WSU veterinarians find young hawk new parents

A pair of Swainson’s hawks stand watch over their nest.
A pair of Swainson’s hawks stand watch over their nest located near the WSU Stauber Raptor Center.

A nestling Swainson’s hawk found this past summer outside an Idaho bar is likely now more than 6,000 miles south enjoying the Argentine sun thanks to Washington State University and a pair of adult hawks that called Pullman home.

The young hawk was discovered in the early morning hours on a truck in the parking lot of a Lewiston establishment by bar patrons who phoned wildlife rehabilitators at the WSU Veterinary Teaching Hospital for advice on how to handle the situation. 

“I got the first call at around 1 or 2 in the morning — we don’t usually get calls that late on wildlife,” Dr. Marcie Logsdon, a wildlife veterinarian at WSU’s Veterinary Hospital, said. “When a young raptor falls from the nest, the ideal thing is for us to get them back into the nest where they came from. But, in this situation, that was not going to work because we had no idea where he actually came from.”

The next best option, Logsdon said, was to find surrogate parents for the bird. Swanson’s hawk pairs are known to care for as many as four chicks each season, and it just so happened there was a pair with only a single chick in a nest outside of WSU’s Stauber Raptor Center, where veterinarians treat approximately 100 sick and injured raptors every year. 

Less than a week after it arrived at WSU, Logsdon had ensured the raptor was disease-free and healthy and received permission from wildlife officials to release the bird.

“This baby was old enough that he could hop around, so I went out one morning and put him up in the lower branches of the nest tree,” she said. “He heard the adults and the other baby above him and so he just went right on up — I didn’t even have to get a ladder.”

Fortunately, the adults eagerly accepted the hawk into their nest and cared for it as if it was their own. Logsdon and others monitored the new family until the group began their long migration south.

“Migration is not danger-free,” Logsdon said, “but in theory, he should have spent Christmas down in Argentina.”

Logsdon said it is a high priority to home orphan Swainson’s hawks with wild adults that can care for the youngsters during migration.

“They’ve got to leave early, before the babies can survive on their own, to make it back down to Argentina for the winter,” she said. “When they start migrating, the babies are not independent from the adults yet, and they’re still relying on their parents to teach them on the way down.”

If an appropriate nest hadn’t been found, Logsdon said the bird would have been cared for at WSU until migration began.

“We can keep them fat, happy and healthy, we just have a really hard time when it comes to teaching them those important life skills,” she said. “We would have tried to time our release very carefully to match it with the migration so it could hopefully join up with a large group.” 

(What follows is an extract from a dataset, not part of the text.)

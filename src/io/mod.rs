pub mod aligned_buf;
pub mod device;
pub mod platform;

pub use device::{BlockDevice, DiskProfile, detect_disk_profile_for_path};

WSU’s Veterinary Teaching Hospital is one of the only 24‑hour emergency services for wildlife rehabilitation in Washington east of the Cascades. More than 500 injured or orphaned wildlife are brought to WSU from throughout the Pacific Northwest every year.

Logsdon said people should contact a local wildlife agent or the WSU Veterinary Teaching Hospital 24‑hour WSU wildlife hotline at 509‑335‑0711 before intervening with a wild animal they believe may be orphaned or injured.